◆ **TASK BRIEF**:
For the records below, report how many lines include the word "kind". Only the number should appear.

BEGIN DATASET EXCERPTS

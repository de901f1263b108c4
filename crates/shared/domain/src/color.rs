use crate::constants::UNKNOWN;
use crate::enumeration::u8_enumeration;
use serde::{Deserialize, Serialize};
use strum_macros::{EnumCount, EnumIter, FromRepr, IntoStaticStr};

/// Primary display color. Codes start at 0.
#[derive(
    Debug,
    Clone,
    Copy,
    PartialEq,
    Eq,
    Hash,
    EnumIter,
    EnumCount,
    FromRepr,
    IntoStaticStr,
    Serialize,
    Deserialize,
)]
#[serde(try_from = "u8", into = "u8")]
#[repr(u8)]
pub enum Color {
    Red = 0,
    Green = 1,
    Blue = 2,
}

u8_enumeration!(Color, fallback = UNKNOWN);

#[cfg(test)]
mod tests {
    use super::*;
    use crate::{DomainError, Enumeration};

    #[test]
    fn render_table() {
        assert_eq!(Color::render(0), "Red");
        assert_eq!(Color::render(1), "Green");
        assert_eq!(Color::render(2), "Blue");
        assert_eq!(Color::render(3), "Unknown");
    }

    #[test]
    fn errors_name_the_type() {
        assert_eq!(
            Color::try_from(3_u8),
            Err(DomainError::UnknownCode { kind: "Color", code: 3, context: None })
        );
        assert_eq!(
            "Purple".parse::<Color>(),
            Err(DomainError::UnknownName { kind: "Color", name: "Purple".into(), context: None })
        );
    }
}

END DATASET EXCERPTS

◆ **ANSWER SPACE**:
2